Il principio della camera oscura (ovvero il principio che in una camera buia la luce che attraverso un foro produce un’immagine capovolta sulla parete opposta a questo) era già noto agli scienziati arabi che lo impiegavano per lo studio delle eclissi. Trasmesso alla cultura occidentale con Aristotele, che compì studi sulla luce, tornò in auge solo nel Rinascimento, quando divenne strumento comune tra pittori e disegnatori per ottenere bozze per le loro opere.
Nel 1700 diversi studi in ambito chimico permisero di scoprire la sensibilità alla luce dei sali d’argento.
Il chimico francese Joseph-Nicéphore Niépce ottenne la prima immagine incisa dalla luce nel 1827.
Louis-Jacques Mandé Daguerre (che collaborò con Niépce, nel 1739 mise a punto un procedimento noto come dagherrotipia.
Nel 1839 l’inglese W.H.F. Talbot ottenne la prima fotografia realizzata attraverso il procedimento positivo-negativo, chiamato calcotipia, questo evento è considerato come la nascita della fotografia.
L’architetto inglese F. Scott Archer sviluppò il procedimento al collodio e, su suo progetto, nel 1853 venne realizzata la prima fotocamera “trasportabile” che conteneva anche l’occorrente per sviluppare le lastre. Nel 1854 le lastre in rame vennero sostituite da una bobina in cui era arrotolata carta oleata: la prima pellicola a rullo.
Nel 1888 G. Eastman realizzò la “Kodak n.1”, una scatola con rullo in celluloide anziché in carta trasparente, sufficiente per cento negativi. La scatola si restituiva alla fabbrica che stampava i negativi migliori restituendoli, insieme alla macchina ricaricata, al proprietario: la fotografia era diventata accessibile a tutti!

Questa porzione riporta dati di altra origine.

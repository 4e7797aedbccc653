use anyhow::Result;
use crossterm::event::{Event, EventStream, KeyCode};
use futures_util::StreamExt;
use ratatui::{
    layout::{Constraint, Layout, Rect},
    style::{Color, Modifier, Style},
    text::Line,
    widgets::{Bar, BarChart, BarGroup, Block, Borders, Paragraph, Row, Table},
    Frame,
};
use std::time::Duration;
use tokio::sync::{mpsc::Receiver, oneshot};

use crate::{feed::DashboardSnapshot, holdings, AppEvent};

pub struct App {
    should_quit: bool,
    rx: Receiver<AppEvent>,
    first_frame: Option<oneshot::Sender<()>>,
    snapshot: Option<DashboardSnapshot>,
}

impl App {
    pub fn new(rx: Receiver<AppEvent>, first_frame: oneshot::Sender<()>) -> Self {
        Self {
            should_quit: false,
            rx,
            first_frame: Some(first_frame),
            snapshot: None,
        }
    }

    pub async fn run(&mut self) -> Result<()> {
        let mut terminal = ratatui::init();
        let _ = terminal.clear();

        let mut events = EventStream::new();

        let period = Duration::from_secs_f64(1.0 / 20.0);
        let mut interval = tokio::time::interval(period);

        while !self.should_quit {
            tokio::select! {
                _ = interval.tick() => {
                    terminal.draw(|frame| self.render(frame))?;
                    self.notify_first_frame();
                },
                Some(Ok(event)) = events.next() => self.handle_events(event),
                Some(event) = self.rx.recv() =>
                    self.handle_app_events(event)
            }
        }

        Ok(())
    }

    fn handle_app_events(&mut self, event: AppEvent) {
        match event {
            AppEvent::Snapshot(snapshot) => {
                // first snapshot wins, there is no re-fetch
                if self.snapshot.is_none() {
                    self.snapshot = Some(snapshot);
                }
            }
        }
    }

    fn handle_events(&mut self, event: Event) {
        if let Some(key) = event.as_key_press_event() {
            if let KeyCode::Char('q') = key.code {
                self.should_quit = true;
            }
        }
    }

    // Tells the feed the loading frame is on screen. Data generation stays
    // deferred until this fires.
    fn notify_first_frame(&mut self) {
        if let Some(tx) = self.first_frame.take() {
            let _ = tx.send(());
        }
    }

    fn render(&self, frame: &mut Frame) {
        if self.snapshot.is_none() {
            frame.render_widget(Paragraph::new("Loading dashboard…"), frame.area());
            return;
        }

        let [header_area, cards_area, main_area, footer_area] = Layout::vertical([
            Constraint::Length(2),
            Constraint::Length(5),
            Constraint::Fill(1),
            Constraint::Length(3),
        ])
        .areas(frame.area());

        let [table_area, chart_area] =
            Layout::horizontal([Constraint::Fill(1), Constraint::Fill(1)]).areas(main_area);

        self.render_header(frame, header_area);
        self.render_footer(frame, footer_area);
        self.render_cards(frame, cards_area);
        self.render_transactions(frame, table_area);
        self.render_chart(frame, chart_area);
    }

    fn render_cards(&self, frame: &mut Frame, area: Rect) {
        let Some(snapshot) = &self.snapshot else {
            return;
        };
        let metrics = &snapshot.metrics;

        let [balance_area, trades_area, pnl_area, positions_area] =
            Layout::horizontal([Constraint::Fill(1); 4]).areas(area);

        render_card(
            frame,
            balance_area,
            "Account Balance",
            format!("$ {}", metrics.balance.round_dp(2)),
            Style::default().fg(Color::Yellow),
        );
        render_card(
            frame,
            trades_area,
            "Total Trades",
            metrics.total_trades.to_string(),
            Style::default(),
        );
        render_card(
            frame,
            pnl_area,
            "Net P&L",
            format!("$ {}", metrics.net_pnl.round_dp(2)),
            Style::default().fg(if metrics.net_pnl.is_sign_negative() {
                Color::Red
            } else {
                Color::Green
            }),
        );
        render_card(
            frame,
            positions_area,
            "Active Positions",
            metrics.active_positions.to_string(),
            Style::default(),
        );
    }

    fn render_transactions(&self, frame: &mut Frame, area: Rect) {
        let Some(snapshot) = &self.snapshot else {
            return;
        };
        let block = Block::default()
            .title("Recent Transactions")
            .borders(Borders::ALL);

        let header = Row::new(["Date", "Symbol", "Type", "Amount", "User"])
            .style(Style::default().add_modifier(Modifier::BOLD));

        let rows: Vec<Row> = snapshot
            .transactions
            .iter()
            .map(|tx| {
                Row::new([
                    tx.date.clone(),
                    tx.symbol.clone(),
                    tx.side.to_string(),
                    format!("$ {}", tx.amount.round_dp(2)),
                    tx.user.clone(),
                ])
            })
            .collect();

        let widths = [
            Constraint::Length(12),
            Constraint::Length(8),
            Constraint::Length(6),
            Constraint::Length(12),
            Constraint::Fill(1),
        ];

        let table = Table::new(rows, widths).header(header).block(block);
        frame.render_widget(table, area);
    }

    fn render_chart(&self, frame: &mut Frame, area: Rect) {
        let Some(snapshot) = &self.snapshot else {
            return;
        };
        let block = Block::default()
            .title("Portfolio Value Over Time")
            .borders(Borders::ALL);

        let bars: Vec<Bar> = holdings::to_bars(&snapshot.holdings)
            .into_iter()
            .map(|(label, value)| {
                Bar::default()
                    .label(Line::from(label))
                    .value(value)
                    .style(Style::default().fg(Color::Green))
            })
            .collect();

        let chart = BarChart::default()
            .data(BarGroup::default().bars(&bars))
            .bar_width(5)
            .bar_gap(1)
            .block(block);

        frame.render_widget(chart, area);
    }

    fn render_header(&self, frame: &mut Frame, area: Rect) {
        let block = Block::default()
            .title("Crypto Dashboard")
            .borders(Borders::ALL);
        frame.render_widget(block, area);
    }

    fn render_footer(&self, frame: &mut Frame, area: Rect) {
        let block = Block::default().borders(Borders::ALL);
        let p1 = Paragraph::new(Line::from("Press 'q' to quit")).block(block);
        frame.render_widget(p1, area);
    }
}

fn render_card(frame: &mut Frame, area: Rect, title: &str, value: String, style: Style) {
    let block = Block::default().title(title).borders(Borders::ALL);
    let p = Paragraph::new(Line::styled(value, style)).block(block);
    frame.render_widget(p, area);
}
use anyhow::Result;
use clap::{Parser, Subcommand};
use colored::Colorize;
use tracing::info;
use tracing_subscriber::{fmt, prelude::*, EnvFilter};

use crypto_dashboard::feed;
use crypto_dashboard::tui::app::App;
use crypto_dashboard::AppEvent;

#[derive(Parser, Debug)]
struct Args {
    #[command(subcommand)]
    command: Option<Commands>,
}

#[derive(Debug, Subcommand)]
enum Commands {
    Tui,
    Dump {
        #[arg(long)]
        json: bool,
    },
}

#[tokio::main]
async fn main() {
    dotenvy::dotenv().ok();

    tracing_subscriber::registry()
        .with(EnvFilter::try_from_default_env().unwrap_or_else(|_| {
            format!("{}=debug", env!("CARGO_CRATE_NAME")).into()
        }))
        .with(fmt::layer())
        .init();

    let args = Args::parse();

    match args.command {
        Some(Commands::Dump { json }) => {
            let _ = run_dump(json);
        }
        Some(Commands::Tui) | None => {
            let _ = run_tui().await;
        }
    }
}

fn run_dump(json: bool) -> Result<()> {
    let snapshot = feed::snapshot();

    if json {
        println!("{}", serde_json::to_string_pretty(&snapshot)?);
        return Ok(());
    }

    println!("{}", snapshot.metrics);
    for tx in &snapshot.transactions {
        println!("{tx}");
    }
    for point in &snapshot.holdings {
        println!("{} : {}", point.label, point.value);
    }

    Ok(())
}

async fn run_tui() -> Result<()> {
    info!("{}", "STARTING DASHBOARD".green());

    let (tx, rx) = tokio::sync::mpsc::channel::<AppEvent>(16);
    let (first_frame_tx, first_frame_rx) = tokio::sync::oneshot::channel::<()>();
    let mut app = App::new(rx, first_frame_tx);

    // generate nothing until the loading frame is on screen
    let feed_task = tokio::task::spawn(async move {
        let _ = first_frame_rx.await;
        let _ = tx.send(AppEvent::Snapshot(feed::snapshot())).await;
    });

    let app_task = tokio::task::spawn(async move {
        let _ = app.run().await;
    });

    let _ = app_task.await;
    let _ = feed_task.await;

    ratatui::restore();

    Ok(())
}
use std::fmt::Display;

use colored::Colorize;
use rust_decimal::Decimal;
use serde::{Deserialize, Serialize};

#[derive(Serialize, Deserialize, Clone, Debug)]
pub struct DashboardMetrics {
    pub balance: Decimal,
    pub total_trades: u32,
    pub net_pnl: Decimal,
    pub active_positions: u32,
}

impl Display for DashboardMetrics {
    fn fmt(&self, f: &mut std::fmt::Formatter<'_>) -> std::fmt::Result {
        let pnl = self.net_pnl.round_dp(2).to_string();
        write!(
            f,
            "$ {} / {} trades / pnl {} / {} open",
            self.balance.round_dp(2).to_string().yellow(),
            self.total_trades,
            if self.net_pnl.is_sign_negative() {
                pnl.red()
            } else {
                pnl.green()
            },
            self.active_positions
        )
    }
}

Ad E.H. Land (USA) si deve l’invenzione di una prima soddisfacente fotografia “istantanea” che nel 1948 venne messa in vendita con la prima “Polaroid mod. 95”. Il 25 aprile 1972 Land presenta la prima macchina che espelle il materiale, lo sviluppo si compie fuori dalla macchina in pochi minuti (sistema SX-70).
Fine della prima parte.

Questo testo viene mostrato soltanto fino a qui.